| Task requirements |
Send back exactly the lines from the opening line of the records below through the one with "pub const GRAIN_ID: &str".

[Stored data]
▬▬▬

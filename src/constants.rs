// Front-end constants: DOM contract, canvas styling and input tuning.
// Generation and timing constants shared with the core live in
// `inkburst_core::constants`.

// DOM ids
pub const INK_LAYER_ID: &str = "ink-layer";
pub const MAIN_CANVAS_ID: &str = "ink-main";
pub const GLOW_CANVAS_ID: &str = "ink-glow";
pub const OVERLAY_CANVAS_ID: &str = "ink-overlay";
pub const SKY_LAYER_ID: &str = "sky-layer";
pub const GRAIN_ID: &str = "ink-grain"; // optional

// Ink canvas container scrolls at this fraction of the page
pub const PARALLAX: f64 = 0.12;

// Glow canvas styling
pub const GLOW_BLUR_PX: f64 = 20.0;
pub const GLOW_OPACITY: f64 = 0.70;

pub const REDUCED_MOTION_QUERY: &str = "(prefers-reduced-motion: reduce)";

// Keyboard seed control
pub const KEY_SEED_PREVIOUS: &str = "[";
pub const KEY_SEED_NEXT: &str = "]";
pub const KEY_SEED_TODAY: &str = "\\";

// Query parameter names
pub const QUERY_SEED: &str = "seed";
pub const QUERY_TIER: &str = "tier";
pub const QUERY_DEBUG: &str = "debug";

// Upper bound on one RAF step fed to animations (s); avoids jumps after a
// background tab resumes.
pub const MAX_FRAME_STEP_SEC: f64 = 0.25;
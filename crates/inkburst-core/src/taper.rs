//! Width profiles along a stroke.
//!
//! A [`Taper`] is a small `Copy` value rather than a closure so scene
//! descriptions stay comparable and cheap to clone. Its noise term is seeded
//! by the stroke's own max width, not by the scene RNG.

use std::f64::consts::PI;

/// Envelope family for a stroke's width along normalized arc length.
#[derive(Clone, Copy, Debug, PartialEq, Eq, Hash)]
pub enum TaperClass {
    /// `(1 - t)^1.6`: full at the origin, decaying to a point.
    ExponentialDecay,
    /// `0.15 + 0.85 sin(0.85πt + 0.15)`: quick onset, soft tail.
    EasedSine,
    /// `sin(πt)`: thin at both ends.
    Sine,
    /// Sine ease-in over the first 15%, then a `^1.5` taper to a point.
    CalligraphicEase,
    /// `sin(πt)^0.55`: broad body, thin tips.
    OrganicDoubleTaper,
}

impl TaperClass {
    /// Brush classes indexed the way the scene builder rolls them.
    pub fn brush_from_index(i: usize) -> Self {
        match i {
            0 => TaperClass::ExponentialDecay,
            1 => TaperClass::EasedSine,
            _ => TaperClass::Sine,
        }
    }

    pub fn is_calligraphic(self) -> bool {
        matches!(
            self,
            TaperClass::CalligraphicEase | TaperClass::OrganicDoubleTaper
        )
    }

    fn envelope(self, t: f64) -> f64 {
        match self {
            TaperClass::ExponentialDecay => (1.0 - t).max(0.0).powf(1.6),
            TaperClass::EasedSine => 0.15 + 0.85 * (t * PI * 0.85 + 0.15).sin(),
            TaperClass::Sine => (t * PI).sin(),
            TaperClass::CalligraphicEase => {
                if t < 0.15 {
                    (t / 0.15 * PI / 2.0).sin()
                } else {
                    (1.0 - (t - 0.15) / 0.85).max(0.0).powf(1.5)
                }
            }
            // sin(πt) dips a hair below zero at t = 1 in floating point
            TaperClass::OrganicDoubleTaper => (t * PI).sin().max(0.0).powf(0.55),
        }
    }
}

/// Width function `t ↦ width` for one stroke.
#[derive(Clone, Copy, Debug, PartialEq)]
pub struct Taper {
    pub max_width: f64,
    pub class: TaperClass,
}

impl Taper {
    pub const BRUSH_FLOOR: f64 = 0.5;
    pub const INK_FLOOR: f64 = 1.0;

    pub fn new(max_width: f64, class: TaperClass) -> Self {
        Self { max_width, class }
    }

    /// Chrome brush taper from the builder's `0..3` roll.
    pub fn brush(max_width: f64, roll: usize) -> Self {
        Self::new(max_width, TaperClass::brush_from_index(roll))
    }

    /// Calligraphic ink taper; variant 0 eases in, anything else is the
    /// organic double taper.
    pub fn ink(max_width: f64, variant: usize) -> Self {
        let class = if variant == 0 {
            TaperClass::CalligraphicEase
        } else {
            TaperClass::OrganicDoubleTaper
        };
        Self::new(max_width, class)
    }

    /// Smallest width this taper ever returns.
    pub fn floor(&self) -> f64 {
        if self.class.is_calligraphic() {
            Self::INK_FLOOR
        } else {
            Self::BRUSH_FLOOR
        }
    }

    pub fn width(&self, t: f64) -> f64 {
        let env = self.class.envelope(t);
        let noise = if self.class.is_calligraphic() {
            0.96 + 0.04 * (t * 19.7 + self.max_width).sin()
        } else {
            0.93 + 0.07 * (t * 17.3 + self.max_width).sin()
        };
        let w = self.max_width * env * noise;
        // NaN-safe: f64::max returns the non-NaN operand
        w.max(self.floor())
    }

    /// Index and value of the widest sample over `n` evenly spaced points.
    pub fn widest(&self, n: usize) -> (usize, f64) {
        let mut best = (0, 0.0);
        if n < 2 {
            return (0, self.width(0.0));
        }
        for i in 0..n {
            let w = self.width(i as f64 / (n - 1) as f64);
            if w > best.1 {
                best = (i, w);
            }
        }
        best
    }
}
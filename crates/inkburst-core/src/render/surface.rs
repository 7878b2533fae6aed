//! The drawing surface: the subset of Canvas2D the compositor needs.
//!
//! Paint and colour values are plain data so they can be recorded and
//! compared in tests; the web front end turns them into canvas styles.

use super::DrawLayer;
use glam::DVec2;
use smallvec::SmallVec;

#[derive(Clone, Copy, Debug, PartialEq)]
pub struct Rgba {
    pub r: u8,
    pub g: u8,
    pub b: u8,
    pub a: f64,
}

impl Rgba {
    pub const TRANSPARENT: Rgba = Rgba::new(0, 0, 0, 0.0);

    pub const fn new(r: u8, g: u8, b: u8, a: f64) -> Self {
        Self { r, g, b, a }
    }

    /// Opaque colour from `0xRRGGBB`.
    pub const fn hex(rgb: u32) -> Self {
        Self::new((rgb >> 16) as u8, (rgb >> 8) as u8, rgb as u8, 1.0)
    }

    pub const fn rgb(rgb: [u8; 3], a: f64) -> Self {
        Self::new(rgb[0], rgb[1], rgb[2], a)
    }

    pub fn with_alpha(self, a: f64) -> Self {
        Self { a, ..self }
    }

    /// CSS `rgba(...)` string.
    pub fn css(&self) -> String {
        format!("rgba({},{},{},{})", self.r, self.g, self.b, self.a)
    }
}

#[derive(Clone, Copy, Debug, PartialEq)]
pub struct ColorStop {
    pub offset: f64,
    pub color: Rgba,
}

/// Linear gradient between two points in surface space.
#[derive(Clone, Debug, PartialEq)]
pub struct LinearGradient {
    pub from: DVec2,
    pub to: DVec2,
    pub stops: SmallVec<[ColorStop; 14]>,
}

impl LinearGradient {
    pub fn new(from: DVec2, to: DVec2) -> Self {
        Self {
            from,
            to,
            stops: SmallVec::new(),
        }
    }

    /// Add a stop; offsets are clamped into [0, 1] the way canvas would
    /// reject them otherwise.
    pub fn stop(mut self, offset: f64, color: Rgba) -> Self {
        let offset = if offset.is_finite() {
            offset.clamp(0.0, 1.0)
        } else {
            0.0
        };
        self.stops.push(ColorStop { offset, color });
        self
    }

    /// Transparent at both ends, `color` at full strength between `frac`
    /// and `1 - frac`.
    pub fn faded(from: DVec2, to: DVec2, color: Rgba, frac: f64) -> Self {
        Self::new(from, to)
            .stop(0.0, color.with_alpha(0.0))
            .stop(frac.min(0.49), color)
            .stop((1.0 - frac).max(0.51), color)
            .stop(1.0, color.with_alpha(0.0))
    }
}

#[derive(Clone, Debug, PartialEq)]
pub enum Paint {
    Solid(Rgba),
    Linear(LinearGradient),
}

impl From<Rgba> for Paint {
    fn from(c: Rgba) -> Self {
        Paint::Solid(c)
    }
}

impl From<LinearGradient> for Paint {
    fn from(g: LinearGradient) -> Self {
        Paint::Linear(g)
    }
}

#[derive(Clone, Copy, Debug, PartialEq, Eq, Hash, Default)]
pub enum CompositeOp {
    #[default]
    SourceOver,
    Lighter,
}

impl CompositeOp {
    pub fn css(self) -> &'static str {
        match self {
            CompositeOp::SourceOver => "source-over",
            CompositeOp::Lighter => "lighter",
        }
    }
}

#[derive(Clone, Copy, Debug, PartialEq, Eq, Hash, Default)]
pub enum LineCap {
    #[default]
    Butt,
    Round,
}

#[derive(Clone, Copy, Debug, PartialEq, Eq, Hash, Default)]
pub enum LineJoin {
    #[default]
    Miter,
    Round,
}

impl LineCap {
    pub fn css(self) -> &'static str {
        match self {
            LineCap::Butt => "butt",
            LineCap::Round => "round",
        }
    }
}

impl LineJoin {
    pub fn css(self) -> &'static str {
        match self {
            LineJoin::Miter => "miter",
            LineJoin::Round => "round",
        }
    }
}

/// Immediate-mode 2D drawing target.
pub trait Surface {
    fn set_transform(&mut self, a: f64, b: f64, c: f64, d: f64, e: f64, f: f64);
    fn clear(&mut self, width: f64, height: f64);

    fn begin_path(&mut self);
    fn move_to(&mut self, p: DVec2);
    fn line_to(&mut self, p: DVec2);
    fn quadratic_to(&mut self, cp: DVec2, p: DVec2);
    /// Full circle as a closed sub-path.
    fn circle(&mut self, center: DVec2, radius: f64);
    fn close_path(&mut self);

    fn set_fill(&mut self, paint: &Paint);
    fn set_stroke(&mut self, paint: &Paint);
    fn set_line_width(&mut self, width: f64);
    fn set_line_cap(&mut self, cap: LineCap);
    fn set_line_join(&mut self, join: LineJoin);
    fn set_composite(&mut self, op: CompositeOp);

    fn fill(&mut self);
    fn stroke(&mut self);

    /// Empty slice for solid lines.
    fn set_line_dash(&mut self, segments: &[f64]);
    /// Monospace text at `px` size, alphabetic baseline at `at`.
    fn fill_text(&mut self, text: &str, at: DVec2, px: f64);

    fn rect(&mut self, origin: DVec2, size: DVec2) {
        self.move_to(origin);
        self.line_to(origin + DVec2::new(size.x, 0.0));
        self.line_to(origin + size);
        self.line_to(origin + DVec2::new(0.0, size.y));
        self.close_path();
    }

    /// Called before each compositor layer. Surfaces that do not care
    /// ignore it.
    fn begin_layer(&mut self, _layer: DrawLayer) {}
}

▬▬▬

| Task solution |
filename src/constants.rs
// Front-end constants: DOM contract, canvas styling and input tuning.
// Generation and timing constants shared with the core live in
// `inkburst_core::constants`.

// DOM ids
pub const INK_LAYER_ID: &str = "ink-layer";
pub const MAIN_CANVAS_ID: &str = "ink-main";
pub const GLOW_CANVAS_ID: &str = "ink-glow";
pub const OVERLAY_CANVAS_ID: &str = "ink-overlay";
pub const SKY_LAYER_ID: &str = "sky-layer";
pub const GRAIN_ID: &str = "ink-grain"; // optional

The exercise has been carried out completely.